Demoz grew up in Eritrea at a time of significant drought, famine, and conflict. As one of few Eritreans to receive the opportunity to earn an undergraduate degree, he became determined to use his education to make a difference for his country. “Hardship is the greatest teacher,” he shares.

After obtaining his bachelor’s degree, Demoz read an article about cloud seeding, a form of human-directed weather modification typically intended to induce rain and snow. Then, he saw an advertisement for a graduate program in physics at University of Nevada-Reno, and a lightbulb went off in his mind. He applied, was accepted, and in 1986, after his family put up their home as collateral to enable his exit, he departed Eritrea for graduate school in the United States.

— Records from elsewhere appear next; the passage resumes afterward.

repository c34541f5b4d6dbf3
pub mod handlers;
pub mod routes;
pub mod state;

pub use routes::create_router;
pub use state::AppState;
use std::path::PathBuf;

use anyhow::{bail, Context, Result};
use async_trait::async_trait;
use serde_json::json;
use tracing::info;

/// A file posted alongside the recap text.
#[derive(Debug, Clone)]
pub struct Attachment {
    pub path: PathBuf,
    /// Name the file is published under
    pub file_name: String,
}

/// External posting collaborator: delivers the recap to the room's text
/// surface. Only delivery transport failures are retried upstream;
/// formatting is settled before this boundary.
#[async_trait]
pub trait RecapPoster: Send + Sync {
    async fn post(&self, room: &str, text: &str, attachments: &[Attachment]) -> Result<()>;
}

/// Split text into parts under `limit` characters, breaking at line
/// boundaries. Lines longer than the limit are hard-split on char
/// boundaries so no part ever exceeds the platform ceiling.
pub fn split_message(text: &str, limit: usize) -> Vec<String> {
    let mut parts = Vec::new();
    let mut buf: Vec<&str> = Vec::new();
    let mut count = 0usize;

    let mut push_buf = |buf: &mut Vec<&str>, count: &mut usize, parts: &mut Vec<String>| {
        if !buf.is_empty() {
            parts.push(buf.join("\n"));
            buf.clear();
            *count = 0;
        }
    };

    for line in text.lines() {
        if line.len() > limit {
            push_buf(&mut buf, &mut count, &mut parts);
            let mut rest = line;
            while !rest.is_empty() {
                let end = rest
                    .char_indices()
                    .take_while(|(i, _)| *i < limit)
                    .last()
                    .map(|(i, c)| i + c.len_utf8())
                    .unwrap_or(rest.len());
                parts.push(rest[..end].to_string());
                rest = &rest[end..];
            }
            continue;
        }

        if count + line.len() + 1 > limit {
            push_buf(&mut buf, &mut count, &mut parts);
        }
        buf.push(line);
        count += line.len() + 1;
    }
    push_buf(&mut buf, &mut count, &mut parts);

    parts
}

/// Posts recaps through a platform webhook.
pub struct WebhookPoster {
    url: String,
    message_limit: usize,
    http: reqwest::Client,
}

impl WebhookPoster {
    pub fn new(url: &str, message_limit: usize) -> Result<Self> {
        let http = reqwest::Client::builder()
            .build()
            .context("build delivery HTTP client")?;

        Ok(Self {
            url: url.to_string(),
            message_limit,
            http,
        })
    }
}

#[async_trait]
impl RecapPoster for WebhookPoster {
    async fn post(&self, room: &str, text: &str, attachments: &[Attachment]) -> Result<()> {
        for part in split_message(text, self.message_limit) {
            let resp = self
                .http
                .post(&self.url)
                .json(&json!({ "content": part }))
                .send()
                .await
                .context("recap post failed")?;

            if !resp.status().is_success() {
                bail!("recap post returned {}", resp.status());
            }
        }

        for attachment in attachments {
            let bytes = tokio::fs::read(&attachment.path)
                .await
                .with_context(|| format!("read attachment {}", attachment.path.display()))?;

            let form = reqwest::multipart::Form::new().part(
                "file1",
                reqwest::multipart::Part::bytes(bytes).file_name(attachment.file_name.clone()),
            );

            let resp = self
                .http
                .post(&self.url)
                .multipart(form)
                .send()
                .await
                .context("attachment post failed")?;

            if !resp.status().is_success() {
                bail!("attachment post returned {}", resp.status());
            }
        }

        info!(room, attachments = attachments.len(), "recap delivered");
        Ok(())
    }
}

#[cfg(test)]
mod tests {
    use super::*;

    #[test]
    fn test_split_short_text_is_one_part() {
        let parts = split_message("a short recap\nwith two lines", 1900);
        assert_eq!(parts, vec!["a short recap\nwith two lines".to_string()]);
    }

    #[test]
    fn test_split_breaks_at_line_boundaries() {
        let text = "first line\nsecond line\nthird line";
        let parts = split_message(text, 24);
        assert_eq!(parts.len(), 2);
        assert_eq!(parts[0], "first line\nsecond line");
        assert_eq!(parts[1], "third line");
    }

    #[test]
    fn test_split_never_exceeds_limit() {
        let long_line = "x".repeat(5000);
        let parts = split_message(&long_line, 1900);
        assert!(parts.iter().all(|p| p.len() <= 1900));
        assert_eq!(parts.concat().len(), 5000);
    }

    #[test]
    fn test_split_empty_text() {
        assert!(split_message("", 1900).is_empty());
    }
}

In his distinguished career, Demoz has led several major scientific projects, such as the International H2O Experiment (IHOP) in 2002, which collected measurements of water vapor and other particles in Earth’s atmosphere, and documented characteristics of cirrus clouds, wispy high-altitude clouds whose role in climate is still poorly understood. Demoz also continues to lead the Plains Elevated Convection at Night (PECAN) project, a collaboration between NASA, the National Oceanic and Atmospheric Administration, the National Science Foundation, and the Department of Energy that seeks to understand nighttime, warm-weather precipitation over the United States’ Great Plains and similar environments.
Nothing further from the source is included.